1930年代は、第一次世界大戦後の社会不安や人間の苦悩を背景に、ルオーが聖書的モチーフをより深く掘り下げた時期でした。本書では、アンドレ・シュアレスの詩的で哲学的な文章と、ルオーの象徴的なビジュアルが融合し、人間存在の罪と救済、苦しみと希望という普遍的テーマを強く印象づけています。また、この版画集の刊行を支えたのは、印刷出版の巨匠 アンブロワーズ・ヴォラール。ルオーは以前からヴォラールのもとで《ミセレーレ(Miserere)》や《流れる星のサーカス(Cirque de l’Étoile filante)》などの大規模版画集に取り組んでおり、《受難》はそれらと並ぶ代表的な成果です。
技法と制作
色刷銅版画(17点)
• 技法:シュガー・アクアチントおよびアクアチント
• 刷師:ロジェ・ラクリエール(Roger Lacourière)
• 特徴:ルオー独自の重厚で深い色彩を実現するため、複雑な版を重ね刷りする高度な技術が駆使されています。
木口木版画(82点)
• ルオーの下絵をもとに、木版彫師 ジョルジュ・オベール が細密に彫刻
• 刷師アンリ・ジョルドによる高精度な印刷
• 細やかな線描と繊細な陰影が特徴で、銅版画とは異なる柔らかな表情を見せています。
用紙と装丁
• 用紙には最高級のモンバルのレイド紙を使用
• 活字にはエルゼビール・プランタン体を採用し、テキストと版画の美しい調和を実現
• 全体として、ヴォラールらしい高級感と統一感を備えた芸術作品に仕上げられています。
作品の特徴と意義
《受難》に収録された17点の色刷銅版画は、ルオーが得意とする厚みのある黒線と深い色彩によって、キリストの苦悩と人間存在の悲劇を象徴的に描き出しています。一方、木口木版82点は、素描に近い繊細な表現で物語性を補完し、テキストと密接に響き合う構成となっています。この版画集では、絵画・版画・テキストが一体となり、宗教的荘厳さと詩情を兼ね備えた世界観を生み出しており、ルオー芸術の精神性を象徴する重要な成果といえます。
コレクション的価値
《受難》は、ジョルジュ・ルオーの挿画本の中でも《ミセレーレ》や《流れる星のサーカス》と並ぶ重要な位置づけを持つ大作です。

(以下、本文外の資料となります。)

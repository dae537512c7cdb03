//! Storage billing calculation.

use rust_decimal::{Decimal, RoundingStrategy};

use super::error::BillingError;
use super::types::{BillingBreakdown, StorageBillingInput};

/// Rounds a monetary value half-up to 2 decimal places.
///
/// Half-up means an exact half at the cent boundary rounds away from zero:
/// 2.005 becomes 2.01. This differs from banker's rounding deliberately;
/// billed amounts must match the printed invoice arithmetic.
#[must_use]
pub fn round_money(value: Decimal) -> Decimal {
    value.round_dp_with_strategy(2, RoundingStrategy::MidpointAwayFromZero)
}

/// Whole days billed between `date_in` and `date_out`, minimum 1.
///
/// Dates are whole calendar days, so the inclusive-exclusive ceiling
/// reduces to the day difference clamped to at least one day. Goods in and
/// out on the same day still pay for one day of storage. Callers reject
/// `date_out < date_in` before billing; here it clamps to one day.
#[must_use]
pub fn days_stored(date_in: chrono::NaiveDate, date_out: chrono::NaiveDate) -> i64 {
    (date_out - date_in).num_days().max(1)
}

/// Storage billing service.
pub struct BillingService;

impl BillingService {
    /// Calculates the full storage billing breakdown.
    ///
    /// Intermediate amounts keep full precision; each output component is
    /// rounded half-up to 2 decimal places only at the end, so rounding
    /// error never compounds.
    ///
    /// # Errors
    ///
    /// Returns `BillingError::NegativeAmount` if any monetary input is
    /// negative, or `BillingError::DateOutBeforeDateIn` if the goods-out
    /// date precedes the goods-in date.
    pub fn calculate_storage_billing(
        input: &StorageBillingInput,
    ) -> Result<BillingBreakdown, BillingError> {
        validate_non_negative(input)?;

        if input.date_out < input.date_in {
            return Err(BillingError::DateOutBeforeDateIn {
                date_in: input.date_in,
                date_out: input.date_out,
            });
        }

        let days = days_stored(input.date_in, input.date_out);
        let days_dec = Decimal::from(days);

        let storage = input.weight_kg * input.rate_per_kg_per_day * days_dec;
        let labour = input.labour_in + input.labour_out;
        let subtotal = storage + labour + input.loading_charges + input.other_charges;

        let hundred = Decimal::ONE_HUNDRED;
        let gst = if input.apply_gst {
            subtotal * input.gst_rate / hundred
        } else {
            Decimal::ZERO
        };
        let wht = if input.apply_wht {
            subtotal * input.wht_rate / hundred
        } else {
            Decimal::ZERO
        };

        // GST is added, WHT is withheld from what the customer pays.
        let total = subtotal + gst - wht;

        let breakdown = BillingBreakdown {
            days_stored: days,
            storage_charges: round_money(storage),
            labour_charges: round_money(labour),
            subtotal: round_money(subtotal),
            gst_amount: round_money(gst),
            wht_amount: round_money(wht),
            total_amount: round_money(total),
            calculations: Vec::new(),
        };

        let calculations = describe(input, &breakdown);
        Ok(BillingBreakdown {
            calculations,
            ..breakdown
        })
    }
}

fn validate_non_negative(input: &StorageBillingInput) -> Result<(), BillingError> {
    let fields = [
        ("weight_kg", input.weight_kg),
        ("rate_per_kg_per_day", input.rate_per_kg_per_day),
        ("labour_in", input.labour_in),
        ("labour_out", input.labour_out),
        ("loading_charges", input.loading_charges),
        ("other_charges", input.other_charges),
        ("gst_rate", input.gst_rate),
        ("wht_rate", input.wht_rate),
    ];

    for (field, value) in fields {
        if value < Decimal::ZERO {
            return Err(BillingError::NegativeAmount { field });
        }
    }
    Ok(())
}

/// Builds the audit-display calculation strings from the rounded figures.
fn describe(input: &StorageBillingInput, b: &BillingBreakdown) -> Vec<String> {
    let mut lines = vec![
        format!(
            "Storage: {} kg x {} x {} days = {}",
            input.weight_kg, input.rate_per_kg_per_day, b.days_stored, b.storage_charges
        ),
        format!(
            "Labour: {} + {} = {}",
            input.labour_in, input.labour_out, b.labour_charges
        ),
        format!(
            "Subtotal: {} + {} + {} + {} = {}",
            b.storage_charges, b.labour_charges, input.loading_charges, input.other_charges,
            b.subtotal
        ),
    ];

    if input.apply_gst {
        lines.push(format!(
            "GST: {} x {}% = {}",
            b.subtotal, input.gst_rate, b.gst_amount
        ));
    }
    if input.apply_wht {
        lines.push(format!(
            "WHT: {} x {}% = -{}",
            b.subtotal, input.wht_rate, b.wht_amount
        ));
    }

    lines.push(format!(
        "Total: {} + {} - {} = {}",
        b.subtotal, b.gst_amount, b.wht_amount, b.total_amount
    ));
    lines
}


/// Property-based tests for billing arithmetic.
#[cfg(test)]
mod props {
    use super::*;
    use crate::billing::types::StorageBillingInput;
    use chrono::NaiveDate;
    use proptest::prelude::*;
    use rust_decimal_macros::dec;

    fn amount_strategy() -> impl Strategy<Value = Decimal> {
        (0i64..10_000_000).prop_map(|n| Decimal::new(n, 2))
    }

    proptest! {
        #![proptest_config(ProptestConfig::with_cases(100))]

        /// *For any* non-negative inputs, total = subtotal + gst - wht on
        /// the rounded components, within one cent of re-deriving from the
        /// rounded parts.
        #[test]
        fn prop_total_is_subtotal_plus_gst_minus_wht(
            weight in amount_strategy(),
            rate in amount_strategy(),
            labour in amount_strategy(),
            days in 0i64..400,
        ) {
            let date_in = NaiveDate::from_ymd_opt(2025, 7, 1).unwrap();
            let input = StorageBillingInput {
                weight_kg: weight,
                date_in,
                date_out: date_in + chrono::Duration::days(days),
                rate_per_kg_per_day: rate,
                labour_in: labour,
                labour_out: Decimal::ZERO,
                loading_charges: Decimal::ZERO,
                other_charges: Decimal::ZERO,
                apply_gst: true,
                apply_wht: true,
                gst_rate: dec!(18),
                wht_rate: dec!(1),
            };

            let b = BillingService::calculate_storage_billing(&input).unwrap();

            prop_assert!(b.days_stored >= 1);
            let rederived = b.subtotal + b.gst_amount - b.wht_amount;
            let diff = (b.total_amount - rederived).abs();
            prop_assert!(diff <= dec!(0.02), "total {} vs rederived {}", b.total_amount, rederived);
        }

        /// WHT always reduces the total relative to subtotal + gst.
        #[test]
        fn prop_wht_is_subtractive(
            weight in amount_strategy(),
            rate in amount_strategy(),
        ) {
            let date_in = NaiveDate::from_ymd_opt(2025, 7, 1).unwrap();
            let base = StorageBillingInput {
                weight_kg: weight,
                date_in,
                date_out: date_in + chrono::Duration::days(10),
                rate_per_kg_per_day: rate,
                labour_in: Decimal::ZERO,
                labour_out: Decimal::ZERO,
                loading_charges: Decimal::ZERO,
                other_charges: Decimal::ZERO,
                apply_gst: false,
                apply_wht: false,
                gst_rate: dec!(18),
                wht_rate: dec!(1),
            };
            let without = BillingService::calculate_storage_billing(&base).unwrap();

            let with = BillingService::calculate_storage_billing(&StorageBillingInput {
                apply_wht: true,
                ..base
            })
            .unwrap();

            prop_assert!(with.total_amount <= without.total_amount);
        }
    }
}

• 限定245部(市販外25部)という発行数の少なさ
• モンバルのレイド紙や高度な印刷技術を駆使した豪華仕様
• ヴォラール主導による制作という歴史的価値
これらの要素から、国際的な市場でも高い評価を受けています。
特に、色刷銅版画と木口木版を併用した版画集はルオーの中でも珍しく、技法的価値も極めて高い作品です。コレクターや美術館にとって必携の一冊といえるでしょう。